When you reach the line containing "pub mod keys;" in the entries below, begin reproducing lines exactly, and stop once the line containing "if let Ok(signing_key)" is done.
↓
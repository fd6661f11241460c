//! Typed read operations against one node endpoint.

use alloy::eips::{BlockId, BlockNumberOrTag};
use alloy::primitives::{Address, Bytes, TxHash, U256};
use alloy::providers::{Provider, ProviderBuilder};
use alloy::rpc::types::{Block, Transaction, TransactionReceipt};
use alloy::transports::{RpcError, TransportError};
use std::future::Future;
use std::sync::Arc;
use std::time::Duration;
use tokio::time::timeout;

use crate::config::NodeConfig;
use crate::error::{Error, Result};

const DEFAULT_TIMEOUT: Duration = Duration::from_secs(10);

/// Handle to a single remote node.
///
/// Purely observational: no operation mutates remote or local state, so the
/// handle is cheap to clone and safe for concurrent read-only use. A failed
/// call fails immediately; retry policy belongs to the caller.
#[derive(Clone)]
pub struct NodeAccessor {
    provider: Arc<dyn Provider + Send + Sync>,
    endpoint: url::Url,
    timeout_duration: Duration,
}

impl NodeAccessor {
    /// Connect lazily: the endpoint URL is validated, but no network traffic
    /// happens until the first query.
    pub fn connect(endpoint: &str) -> Result<Self> {
        let url: url::Url = endpoint
            .parse()
            .map_err(|e| Error::Connection(format!("invalid endpoint URL {:?}: {}", endpoint, e)))?;
        let provider = ProviderBuilder::new().connect_http(url.clone());
        tracing::debug!(endpoint = %url, "node accessor created");
        Ok(Self {
            provider: Arc::new(provider),
            endpoint: url,
            timeout_duration: DEFAULT_TIMEOUT,
        })
    }

    /// Connect and eagerly verify the endpoint answers `eth_chainId`.
    pub async fn connect_checked(endpoint: &str) -> Result<Self> {
        let accessor = Self::connect(endpoint)?;
        let chain_id = accessor
            .chain_id()
            .await
            .map_err(|e| Error::Connection(format!("endpoint validation failed: {}", e)))?;
        tracing::info!(endpoint = %accessor.endpoint, chain_id, "connected to node");
        Ok(accessor)
    }

    /// Build from configuration (endpoint plus per-call timeout).
    pub fn from_config(config: &NodeConfig) -> Result<Self> {
        Ok(Self::connect(&config.rpc_url)?
            .with_timeout(Duration::from_secs(config.rpc_timeout_secs)))
    }

    /// Override the per-call timeout.
    pub fn with_timeout(mut self, timeout_duration: Duration) -> Self {
        self.timeout_duration = timeout_duration;
        self
    }

    /// The configured endpoint.
    pub fn endpoint(&self) -> &url::Url {
        &self.endpoint
    }

    /// Chain ID reported by the node.
    pub async fn chain_id(&self) -> Result<u64> {
        let fut = self.provider.get_chain_id();
        self.call(async move { fut.await }, "eth_chainId").await
    }

    /// Latest block number.
    pub async fn block_number(&self) -> Result<u64> {
        let fut = self.provider.get_block_number();
        self.call(async move { fut.await }, "eth_blockNumber").await
    }

    /// Balance in wei at the given height, or the latest confirmed state
    /// when `at` is `None`.
    pub async fn balance(&self, address: Address, at: Option<u64>) -> Result<U256> {
        let fut = match at {
            Some(number) => self
                .provider
                .get_balance(address)
                .block_id(BlockId::number(number)),
            None => self.provider.get_balance(address).block_id(BlockId::latest()),
        };
        self.call(async move { fut.await }, "eth_getBalance").await
    }

    /// Balance including unconfirmed transactions in the node's pending
    /// pool. Not finalized; may change or vanish.
    pub async fn pending_balance(&self, address: Address) -> Result<U256> {
        tracing::debug!(address = %address, block = "pending", "querying pending balance");
        let fut = self
            .provider
            .get_balance(address)
            .block_id(BlockId::pending());
        self.call(async move { fut.await }, "eth_getBalance").await
    }

    /// Contract code at an address. Empty bytes mean a plain account; this
    /// is the sole account-type discriminator.
    pub async fn code(&self, address: Address, at: Option<u64>) -> Result<Bytes> {
        let fut = match at {
            Some(number) => self
                .provider
                .get_code_at(address)
                .block_id(BlockId::number(number)),
            None => self.provider.get_code_at(address).block_id(BlockId::latest()),
        };
        self.call(async move { fut.await }, "eth_getCode").await
    }

    /// Whether the address hosts contract bytecode at the latest height.
    pub async fn is_contract(&self, address: Address) -> Result<bool> {
        Ok(!self.code(address, None).await?.is_empty())
    }

    /// A block with its full transaction list; latest when `number` is
    /// `None`. Fails with [`Error::NotFound`] for heights the node does not
    /// know.
    pub async fn block(&self, number: Option<u64>) -> Result<Block> {
        let tag = match number {
            Some(n) => BlockNumberOrTag::Number(n),
            None => BlockNumberOrTag::Latest,
        };
        let fut = self.provider.get_block_by_number(tag).full();
        self.call(async move { fut.await }, "eth_getBlockByNumber")
            .await?
            .ok_or_else(|| Error::NotFound(format!("block {} not known to node", tag)))
    }

    /// Number of transactions in a block, addressed by hash or number.
    pub async fn transaction_count(&self, block: BlockId) -> Result<u64> {
        let count = match block {
            BlockId::Hash(hash) => {
                let fut = self
                    .provider
                    .get_block_transaction_count_by_hash(hash.block_hash);
                self.call(async move { fut.await }, "eth_getBlockTransactionCountByHash")
                    .await?
            }
            BlockId::Number(tag) => {
                let fut = self.provider.get_block_transaction_count_by_number(tag);
                self.call(async move { fut.await }, "eth_getBlockTransactionCountByNumber")
                    .await?
            }
        };
        count.ok_or_else(|| Error::NotFound(format!("block {} not known to node", block)))
    }

    /// A transaction by hash, plus whether it is still pending (not yet in a
    /// block). Fails with [`Error::NotFound`] for unknown hashes.
    pub async fn transaction(&self, hash: TxHash) -> Result<(Transaction, bool)> {
        let fut = self.provider.get_transaction_by_hash(hash);
        let tx = self
            .call(async move { fut.await }, "eth_getTransactionByHash")
            .await?
            .ok_or_else(|| Error::NotFound(format!("transaction {} not known to node", hash)))?;
        let is_pending = tx.block_hash.is_none();
        Ok((tx, is_pending))
    }

    /// The receipt of a mined transaction. Receipts do not exist for pending
    /// transactions, so those fail with [`Error::NotFound`].
    pub async fn receipt(&self, hash: TxHash) -> Result<TransactionReceipt> {
        let fut = self.provider.get_transaction_receipt(hash);
        self.call(async move { fut.await }, "eth_getTransactionReceipt")
            .await?
            .ok_or_else(|| Error::NotFound(format!("no receipt for {} (not mined?)", hash)))
    }

    async fn call<T, F>(&self, fut: F, what: &'static str) -> Result<T>
    where
        F: Future<Output = std::result::Result<T, TransportError>>,
    {
        match timeout(self.timeout_duration, fut).await {
            Ok(Ok(value)) => Ok(value),
            Ok(Err(e)) => {
                tracing::debug!(rpc = what, error = %e, "RPC call failed");
                Err(map_rpc_error(e))
            }
            Err(_) => Err(Error::Connection(format!(
                "{} timed out after {:?}",
                what, self.timeout_duration
            ))),
        }
    }
}

impl std::fmt::Debug for NodeAccessor {
    fn fmt(&self, f: &mut std::fmt::Formatter<'_>) -> std::fmt::Result {
        f.debug_struct("NodeAccessor")
            .field("endpoint", &self.endpoint.as_str())
            .field("timeout", &self.timeout_duration)
            .finish()
    }
}

/// Parse a hex address string, failing with [`Error::Query`] on malformed
/// input. Accepts the `0x` prefix.
pub fn parse_address(s: &str) -> Result<Address> {
    s.parse()
        .map_err(|e| Error::Query(format!("malformed address {:?}: {}", s, e)))
}

fn map_rpc_error(e: TransportError) -> Error {
    match e {
        // The node answered with a JSON-RPC error object: our request was
        // understood but rejected.
        RpcError::ErrorResp(payload) => Error::Query(payload.to_string()),
        RpcError::SerError(e) => Error::Query(format!("request serialization: {}", e)),
        RpcError::DeserError { err, .. } => Error::Query(format!("response decoding: {}", err)),
        RpcError::NullResp => Error::NotFound("node returned null".to_string()),
        other => Error::Connection(other.to_string()),
    }
}
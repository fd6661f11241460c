//! Encrypted keystore management (Web3 Secret Storage v3).
//!
//! # Data Flow
//! ```text
//! passphrase + cost params
//!     → crypto.rs (scrypt/pbkdf2 KDF, AES-128-CTR, keccak MAC)
//!     → format.rs (versioned JSON container)
//!     → store.rs (UTC-- files on disk: generate, import, export, unlock, delete)
//! ```
//!
//! # Security Constraints
//! - Decrypted key material lives only transiently in memory and is zeroized
//! - Passphrases and private keys are never logged
//! - Files are written compatible with geth-produced keystores, both ways

pub mod crypto;
pub mod format;
pub mod store;

pub use crypto::ScryptParams;
pub use store::{Account, Keystore};
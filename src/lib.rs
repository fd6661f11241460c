//! Read-only Ethereum JSON-RPC accessor with key-material utilities.
//!
//! Three pieces, no shared state between them:
//! - [`rpc::NodeAccessor`]: typed read queries against one node endpoint
//! - [`keys::KeyPair`]: secp256k1 key generation and address derivation
//! - [`keystore::Keystore`]: encrypted key files on disk (Web3 Secret
//!   Storage v3)
//!
//! Every failure is returned as an [`Error`]; the crate never terminates the
//! host process.

pub mod config;
pub mod error;
pub mod keys;
pub mod keystore;
pub mod rpc;
pub mod units;

pub use config::NodeConfig;
pub use error::{Error, Result};
pub use keys::{derive_address, KeyPair};
pub use keystore::{Account, Keystore, ScryptParams};
pub use rpc::{parse_address, NodeAccessor};
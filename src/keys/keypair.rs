//! secp256k1 key pairs and canonical address derivation.

use alloy::hex;
use alloy::primitives::{keccak256, Address};
use alloy::signers::k256::ecdsa::{SigningKey, VerifyingKey};
use alloy::signers::k256::elliptic_curve::sec1::ToEncodedPoint;
use alloy::signers::local::PrivateKeySigner;
use rand::rngs::OsRng;
use rand::RngCore;
use zeroize::Zeroizing;

use crate::error::{Error, Result};

/// A secp256k1 private scalar with its public point.
///
/// The address is always derived from the public key on demand; it is a
/// projection, not stored state.
#[derive(Clone)]
pub struct KeyPair {
    signing_key: SigningKey,
}

impl KeyPair {
    /// Generate a new key pair from the OS random source.
    ///
    /// Fails with [`Error::Entropy`] if the source cannot supply randomness.
    /// Candidate bytes outside the valid scalar range are rejected and
    /// redrawn.
    pub fn generate() -> Result<Self> {
        let mut candidate = Zeroizing::new([0u8; 32]);
        loop {
            OsRng
                .try_fill_bytes(candidate.as_mut())
                .map_err(|e| Error::Entropy(e.to_string()))?;
            if let Ok(signing_key) = SigningKey::from_slice(candidate.as_ref()) {
                return Ok(Self { signing_key });
            }
        }
    }

    /// Reconstruct a key pair from 32 raw private-key bytes.
    pub fn from_private_bytes(bytes: &[u8]) -> Result<Self> {
        let signing_key = SigningKey::from_slice(bytes)
            .map_err(|e| Error::Key(format!("invalid private key: {}", e)))?;
        Ok(Self { signing_key })
    }

    /// Reconstruct a key pair from a hex private key, with or without the
    /// `0x` prefix.
    pub fn from_private_hex(s: &str) -> Result<Self> {
        let bytes = Zeroizing::new(
            hex::decode(s).map_err(|e| Error::Key(format!("invalid private key hex: {}", e)))?,
        );
        Self::from_private_bytes(&bytes)
    }

    /// Raw 32-byte private scalar.
    pub fn private_bytes(&self) -> Zeroizing<[u8; 32]> {
        Zeroizing::new(self.signing_key.to_bytes().into())
    }

    /// `0x`-prefixed hex private key.
    pub fn private_hex(&self) -> Zeroizing<String> {
        Zeroizing::new(hex::encode_prefixed(self.signing_key.to_bytes()))
    }

    /// The public point.
    pub fn public_key(&self) -> VerifyingKey {
        *self.signing_key.verifying_key()
    }

    /// Uncompressed SEC1 public-key bytes (65 bytes, leading `0x04`).
    pub fn public_bytes(&self) -> Vec<u8> {
        self.public_key().to_encoded_point(false).as_bytes().to_vec()
    }

    /// `0x`-prefixed hex of the uncompressed public key.
    pub fn public_hex(&self) -> String {
        hex::encode_prefixed(self.public_bytes())
    }

    /// The address derived from the public key.
    pub fn address(&self) -> Address {
        derive_address(&self.public_key())
    }

    /// Bridge into an alloy signer for callers that need to sign.
    pub fn signer(&self) -> PrivateKeySigner {
        PrivateKeySigner::from_signing_key(self.signing_key.clone())
    }
}

impl std::fmt::Debug for KeyPair {
    // Key material stays out of Debug output.
    fn fmt(&self, f: &mut std::fmt::Formatter<'_>) -> std::fmt::Result {
        f.debug_struct("KeyPair")
            .field("address", &self.address())
            .finish()
    }
}

/// Derive the canonical address from a public key: the last 20 bytes of
/// `keccak256` over the uncompressed point, deterministic and pure.
pub fn derive_address(public_key: &VerifyingKey) -> Address {
    let point = public_key.to_encoded_point(false);
    // Skip the 0x04 SEC1 tag byte.
    let digest = keccak256(&point.as_bytes()[1..]);
    Address::from_slice(&digest[12..])
}

/// Parse an uncompressed SEC1 public key from hex.
pub fn parse_public_hex(s: &str) -> Result<VerifyingKey> {
    let bytes =
        hex::decode(s).map_err(|e| Error::Key(format!("invalid public key hex: {}", e)))?;
    VerifyingKey::from_sec1_bytes(&bytes)
        .map_err(|e| Error::Key(format!("invalid public key: {}", e)))
}
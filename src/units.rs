//! Wei/ether conversion helpers.
//!
//! Balances come off the wire as wei (`U256`). Display conversion divides by
//! 10^18 using exact decimal arithmetic, never floating point.

use alloy::primitives::utils::{self, Unit};
use alloy::primitives::U256;

use crate::error::{Error, Result};

/// Number of wei in one ether (10^18).
pub fn wei_per_ether() -> U256 {
    Unit::ETHER.wei()
}

/// Render a wei amount as a decimal ether string, e.g. `1500000000000000000`
/// becomes `"1.500000000000000000"`.
pub fn format_wei(wei: U256) -> String {
    utils::format_ether(wei)
}

/// Parse a decimal ether string into wei.
///
/// Fails with [`Error::Query`] on malformed amounts or more than 18
/// fractional digits.
pub fn parse_ether(amount: &str) -> Result<U256> {
    utils::parse_ether(amount).map_err(|e| Error::Query(format!("invalid ether amount: {}", e)))
}
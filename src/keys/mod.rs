//! Key material generation and address derivation.
//!
//! # Security Constraints
//! - Key bytes come from the OS random source only; entropy failure is a
//!   fatal error, never silently degraded
//! - Private keys are never logged or serialized in plain form by this crate

pub mod keypair;

pub use keypair::{derive_address, parse_public_hex, KeyPair};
↑
RESPONSE TO THIS EXERCISE =>
pub mod keys;
pub mod keystore;
pub mod rpc;
pub mod units;

pub use config::NodeConfig;
pub use error::{Error, Result};
pub use keys::{derive_address, KeyPair};
pub use keystore::{Account, Keystore, ScryptParams};
pub use rpc::{parse_address, NodeAccessor};
filename src/keys/keypair.rs
//! secp256k1 key pairs and canonical address derivation.

use alloy::hex;
use alloy::primitives::{keccak256, Address};
use alloy::signers::k256::ecdsa::{SigningKey, VerifyingKey};
use alloy::signers::k256::elliptic_curve::sec1::ToEncodedPoint;
use alloy::signers::local::PrivateKeySigner;
use rand::rngs::OsRng;
use rand::RngCore;
use zeroize::Zeroizing;

use crate::error::{Error, Result};

/// A secp256k1 private scalar with its public point.
///
/// The address is always derived from the public key on demand; it is a
/// projection, not stored state.
#[derive(Clone)]
pub struct KeyPair {
    signing_key: SigningKey,
}

impl KeyPair {
    /// Generate a new key pair from the OS random source.
    ///
    /// Fails with [`Error::Entropy`] if the source cannot supply randomness.
    /// Candidate bytes outside the valid scalar range are rejected and
    /// redrawn.
    pub fn generate() -> Result<Self> {
        let mut candidate = Zeroizing::new([0u8; 32]);
        loop {
            OsRng
                .try_fill_bytes(candidate.as_mut())
                .map_err(|e| Error::Entropy(e.to_string()))?;
            if let Ok(signing_key) = SigningKey::from_slice(candidate.as_ref()) {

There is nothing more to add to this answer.